It occurs to me that there's a deep reason English (as in, the pigdin used in our colonies) latches so desperately on "black culture".
In every sane language there are devices specifically useful to communicate across gaps. In Romanian, for instance, if you refer another's mother by the construction ma-ta, such as in the construction "noi suntem baietii de care ti-a spus ma-ta sa te feresti" the derogatory intent is directly evident (due to the construction being a cursing mainstay and its natural linguistic habitat being "ma-ta-i curva"). This then permits actual humor, the building block of which is saying "doamna ma-ta", approximately "her ladyship your mother".
The English version above says nothing to you, right ? Though your brain is brimming with the excitement of discovering an actual language that actually works at that only function of language ever : the understanding of they who don't like you. Doesn't it ? You could almost see it, right, the implication being that the speaker doesn't think so highly of your mother ?
That's the fucking point of language, not clucking to yourself while you pull on your inch-long clitty, not chirping "all is well, all is well" like chickens in the coop. No. None of that. The only point of languagei is forming a mental image of what's going on in the head of those who are more than willing to drive a ten foot long spike up your ass ; and in the case at hand maybe you're getting somewhere ? Could it be part and parcel of the problem is they don't think very much of your mother ?

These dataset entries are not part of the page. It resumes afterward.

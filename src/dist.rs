//! src/dist.rs
//! Downloads package archives and re-verifies them against the TUF engine the
//! package was decorated with. Unverified bytes are written to a temp file and
//! only moved into place after verification passes.

use crate::downloader::Downloader;
use crate::error::{RepoError, RepositorySecurityError, Result};
use crate::package::Package;
use crate::tuf::target_path;
use indicatif::{ProgressBar, ProgressStyle};
use sha2::{Digest, Sha256};
use std::io::{Read, Write};
use std::path::{Path, PathBuf};
use std::sync::Arc;

/// What was actually downloaded.
#[derive(Debug, Clone, PartialEq, Eq)]
pub struct ArtifactDigest {
    pub sha256: String,
    pub length: u64,
}

impl ArtifactDigest {
    pub fn of(bytes: &[u8]) -> Self {
        ArtifactDigest { sha256: hex::encode(Sha256::digest(bytes)), length: bytes.len() as u64 }
    }
}

fn security(message: String) -> RepoError {
    let err = RepositorySecurityError::new(message);
    err.log();
    err.into()
}

/// Checks a downloaded artifact. A trust-bound package must match its TUF
/// target exactly (sha256 and length); otherwise a sha256 declared in the
/// package's dist entry is checked if present.
pub fn verify_artifact(package: &Package, url: &str, digest: &ArtifactDigest) -> Result<()> {
    if package.is_trust_bound() {
        let Some(engine) = package.trust_handle() else {
            return Err(security(format!(
                "TUF secure error: trust engine for {} {} is no longer available",
                package.name, package.version
            )));
        };
        let target = target_path(url);
        let info = engine
            .get_one_valid_target_info(&target)
            .map_err(|e| RepositorySecurityError::from_tuf("TUF secure error", e))?;
        let hash_ok = info.sha256().is_some_and(|h| h.eq_ignore_ascii_case(&digest.sha256));
        if !hash_ok || info.length != digest.length {
            return Err(security(format!(
                "TUF secure error: downloaded {} does not match its TUF target (expected {} bytes, sha256 {}; got {} bytes, sha256 {})",
                target,
                info.length,
                info.sha256().unwrap_or("<none>"),
                digest.length,
                digest.sha256
            )));
        }
        tracing::debug!(target_path = %target, "artifact matches TUF target");
        return Ok(());
    }

    if let Some(expected) = package.dist.as_ref().and_then(|d| d.sha256.as_deref()) {
        if !expected.eq_ignore_ascii_case(&digest.sha256) {
            return Err(RepoError::ChecksumMismatch {
                url: url.to_string(),
                expected: expected.to_string(),
                actual: digest.sha256.clone(),
            });
        }
    }
    Ok(())
}

pub struct ArtifactDownloader {
    downloader: Arc<dyn Downloader>,
    show_progress: bool,
}

impl ArtifactDownloader {
    pub fn new(downloader: Arc<dyn Downloader>) -> Self {
        ArtifactDownloader { downloader, show_progress: false }
    }

    pub fn with_progress(mut self) -> Self {
        self.show_progress = true;
        self
    }

    /// Downloads `package`'s dist archive into `dest_dir` and returns its path.
    pub fn download(&self, package: &Package, dest_dir: &Path) -> Result<PathBuf> {
        let dist = package
            .dist
            .as_ref()
            .ok_or_else(|| RepoError::NotFound(format!("{} {} has no dist archive", package.name, package.version)))?;
        std::fs::create_dir_all(dest_dir)?;

        let mut download = self.downloader.open(&dist.url)?;
        let pb = if self.show_progress {
            let pb = ProgressBar::new(download.content_length.unwrap_or(0));
            if let Ok(style) = ProgressStyle::default_bar()
                .template("{spinner:.green} [{elapsed_precise}] [{bar:40.cyan/blue}] {bytes}/{total_bytes} ({bytes_per_sec})")
            {
                pb.set_style(style.progress_chars("#>-"));
            }
            pb
        } else {
            ProgressBar::hidden()
        };

        let mut tmp = tempfile::NamedTempFile::new_in(dest_dir)?;
        let mut hasher = Sha256::new();
        let mut length = 0u64;
        let mut buf = [0u8; 64 * 1024];
        loop {
            let n = download.reader.read(&mut buf)?;
            if n == 0 {
                break;
            }
            hasher.update(&buf[..n]);
            tmp.write_all(&buf[..n])?;
            length += n as u64;
            pb.inc(n as u64);
        }
        tmp.flush()?;
        pb.finish_and_clear();

        let digest = ArtifactDigest { sha256: hex::encode(hasher.finalize()), length };
        verify_artifact(package, &dist.url, &digest)?;

        let dest = dest_dir.join(file_name(package, &dist.url));
        tmp.persist(&dest).map_err(|e| RepoError::Io(e.error))?;
        Ok(dest)
    }
}

fn file_name(package: &Package, url: &str) -> String {
    let from_url = target_path(url).rsplit('/').next().map(str::to_string).unwrap_or_default();
    if from_url.is_empty() {
        format!("{}-{}.tar", package.name.replace('/', "-"), package.version)
    } else {
        from_url
    }
}

#[cfg(test)]
mod tests {
    use super::*;
    use crate::package::Dist;

    #[test]
    fn unbound_package_checks_dist_sha256() {
        let digest = ArtifactDigest::of(b"archive");
        let pkg = Package::new("acme/foo", "1.0.0").with_dist(Dist {
            url: "https://repo.example/dist/foo.tar.gz".into(),
            kind: "tar".into(),
            sha256: Some(digest.sha256.to_uppercase()),
        });
        verify_artifact(&pkg, "https://repo.example/dist/foo.tar.gz", &digest).unwrap();

        let other = ArtifactDigest::of(b"tampered");
        let err = verify_artifact(&pkg, "https://repo.example/dist/foo.tar.gz", &other).unwrap_err();
        assert!(matches!(err, RepoError::ChecksumMismatch { .. }));
    }

    #[test]
    fn unbound_package_without_hash_is_accepted() {
        let pkg = Package::new("acme/foo", "1.0.0");
        verify_artifact(&pkg, "https://repo.example/x.tar", &ArtifactDigest::of(b"x")).unwrap();
    }

    #[test]
    fn file_name_from_url_or_package() {
        let pkg = Package::new("acme/foo", "1.0.0");
        assert_eq!(file_name(&pkg, "https://repo.example/dist/foo-1.0.0.tar.gz?token=1"), "foo-1.0.0.tar.gz");
        assert_eq!(file_name(&pkg, "https://repo.example/"), "acme-foo-1.0.0.tar");
    }
}
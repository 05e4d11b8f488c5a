// src/io.rs
// User-facing message sink. Library code reports advisories through `Io`
// so the CLI decides how they are shown.

use colored::*;
use std::cell::RefCell;

pub trait Io {
    fn warning(&self, message: &str);
    fn info(&self, message: &str);
}

/// Writes to stderr the way the CLI always has: yellow "Warning:" prefix.
#[derive(Debug, Default, Clone, Copy)]
pub struct ConsoleIo;

impl Io for ConsoleIo {
    fn warning(&self, message: &str) {
        tracing::warn!("{}", message);
        eprintln!("{} {}", "Warning:".yellow(), message);
    }

    fn info(&self, message: &str) {
        eprintln!("{}", message);
    }
}

/// Collects messages in memory.
#[derive(Debug, Default)]
pub struct BufferIo {
    warnings: RefCell<Vec<String>>,
    infos: RefCell<Vec<String>>,
}

impl BufferIo {
    pub fn new() -> Self {
        Self::default()
    }

    pub fn warnings(&self) -> Vec<String> {
        self.warnings.borrow().clone()
    }

    pub fn infos(&self) -> Vec<String> {
        self.infos.borrow().clone()
    }
}

impl Io for BufferIo {
    fn warning(&self, message: &str) {
        self.warnings.borrow_mut().push(message.to_string());
    }

    fn info(&self, message: &str) {
        self.infos.borrow_mut().push(message.to_string());
    }
}
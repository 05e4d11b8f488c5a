//! src/downloader.rs
//! Raw HTTP access. Repositories and the artifact downloader go through the
//! `Downloader` trait so the network can be swapped out.

use crate::error::{RepoError, Result};
use reqwest::header::{IF_MODIFIED_SINCE, LAST_MODIFIED};
use reqwest::StatusCode;
use std::io::Read;
use std::time::Duration;

pub const USER_AGENT: &str = concat!("nxpkg-tuf/", env!("CARGO_PKG_VERSION"));

#[derive(Debug, Clone, PartialEq, Eq)]
pub struct Response {
    pub status: u16,
    pub body: Vec<u8>,
    pub last_modified: Option<String>,
}

impl Response {
    pub fn is_not_modified(&self) -> bool {
        self.status == StatusCode::NOT_MODIFIED.as_u16()
    }
}

/// An open streaming download.
pub struct Download {
    pub content_length: Option<u64>,
    pub reader: Box<dyn Read>,
}

pub trait Downloader {
    /// GET `url`; a 304 is returned as a response, other non-2xx statuses as errors.
    fn get(&self, url: &str, if_modified_since: Option<&str>) -> Result<Response>;

    /// GET `url` for streaming to disk.
    fn open(&self, url: &str) -> Result<Download>;
}

pub struct HttpDownloader {
    client: reqwest::blocking::Client,
}

impl HttpDownloader {
    pub fn new() -> Result<Self> {
        let client = reqwest::blocking::Client::builder()
            .user_agent(USER_AGENT)
            .connect_timeout(Duration::from_secs(30))
            .build()
            .map_err(|source| RepoError::Transport { url: String::new(), source })?;
        Ok(HttpDownloader { client })
    }
}

impl Downloader for HttpDownloader {
    fn get(&self, url: &str, if_modified_since: Option<&str>) -> Result<Response> {
        let mut request = self.client.get(url);
        if let Some(since) = if_modified_since {
            request = request.header(IF_MODIFIED_SINCE, since);
        }
        let response = request
            .send()
            .map_err(|source| RepoError::Transport { url: url.to_string(), source })?;

        let status = response.status();
        if status == StatusCode::NOT_MODIFIED {
            return Ok(Response { status: status.as_u16(), body: Vec::new(), last_modified: None });
        }
        if !status.is_success() {
            return Err(RepoError::Http { url: url.to_string(), status: status.as_u16() });
        }
        let last_modified = response
            .headers()
            .get(LAST_MODIFIED)
            .and_then(|v| v.to_str().ok())
            .map(str::to_string);
        let body = response
            .bytes()
            .map_err(|source| RepoError::Transport { url: url.to_string(), source })?;
        Ok(Response { status: status.as_u16(), body: body.to_vec(), last_modified })
    }

    fn open(&self, url: &str) -> Result<Download> {
        let response = self
            .client
            .get(url)
            .send()
            .map_err(|source| RepoError::Transport { url: url.to_string(), source })?;
        let status = response.status();
        if !status.is_success() {
            return Err(RepoError::Http { url: url.to_string(), status: status.as_u16() });
        }
        Ok(Download { content_length: response.content_length(), reader: Box::new(response) })
    }
}
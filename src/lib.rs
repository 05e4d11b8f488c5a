//! nxpkg-tuf: package repositories whose metadata and artifacts are verified
//! against a TUF (The Update Framework) trust chain.
//!
//! ```no_run
//! use std::sync::Arc;
//! use nxpkg_tuf::{AppConfig, ConsoleIo, HttpDownloader, RepoConfig, Repository, SecureRepository};
//!
//! # fn main() -> Result<(), nxpkg_tuf::RepoError> {
//! let app = AppConfig::load();
//! let config = RepoConfig::new("https://repo.example").with_tuf("https://repo.example/metadata");
//! let repo = SecureRepository::from_config(&config, &ConsoleIo, &app, Arc::new(HttpDownloader::new()?))?;
//! for pkg in repo.get_packages()? {
//!     println!("{} {}", pkg.name, pkg.version);
//! }
//! # Ok(())
//! # }
//! ```

pub mod compress;
pub mod config;
pub mod dist;
pub mod downloader;
pub mod error;
pub mod io;
pub mod package;
pub mod repository;
pub mod source;
pub mod tuf;
pub mod tuf_repository;

pub use config::{AppConfig, RepoConfig, TufRepoConfig};
pub use dist::{verify_artifact, ArtifactDigest, ArtifactDownloader};
pub use downloader::{Downloader, HttpDownloader};
pub use error::{RepoError, RepositorySecurityError, TufError};
pub use io::{BufferIo, ConsoleIo, Io};
pub use package::{Dist, Package, Stability, VersionConstraint};
pub use repository::{IndexRepository, LoadResult, Repository};
pub use source::{FetchRequest, HttpSource, MetadataSource};
pub use tuf::{SecureUpdater, TargetInfo, Verification};
pub use tuf_repository::{SecureRepository, TufValidatedRepository, TufValidatedSource};

// Indicates version of the nxpkg-tuf source code
pub const VERSION: &str = concat!("v", env!("CARGO_PKG_VERSION"));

"Black culture" (in quotes because there is no such thing -- on either score) has an almost functional device for this purpose : yo momma! If I say "her ladyship yomomma" it's almost evident what I mean, and the earlier untranslated bit turned into "we're those guys yomomma told you to steer clear of" also suddenly almost conveys, in an infantile, snot-nosed sort of way, doesn't it ?
But "english" (as spoken by you boisey morons) does not have such things. All it has are forced memes, nonsense like "battlestar galactica" and "luke vader", pushed into your consciousness by no intrinsic merit or utility whatsoever, but simply the communication needs of detergent brands. Detergent brands also have to speak across gapsii ; unlike you, they understand that's what language is for, and they "set to it" in the imbecile way Americans set about doing things. It "cost a pretty penny" but as a result "spreading works", they're proud to report.
Was there ever a more misfortunate, hapless, desperate people lost in a harsher desert than you lot ?
In any case, the subject of today's article, now that we're done explaining the title :
What happens is that if you pop (ie, get much better results than per usual) while crafting in Eulora, it'll dump on the ground around you whatever didn't fit in the drawers, nooks and crannies of your crafting table. Hence "pop", see, you were there at the CNC mill, drudgery of daily day, when suddenly... pop! One barge's worth of whatever threaded pipe you were making came flooding out. Wouldn't that be fun ?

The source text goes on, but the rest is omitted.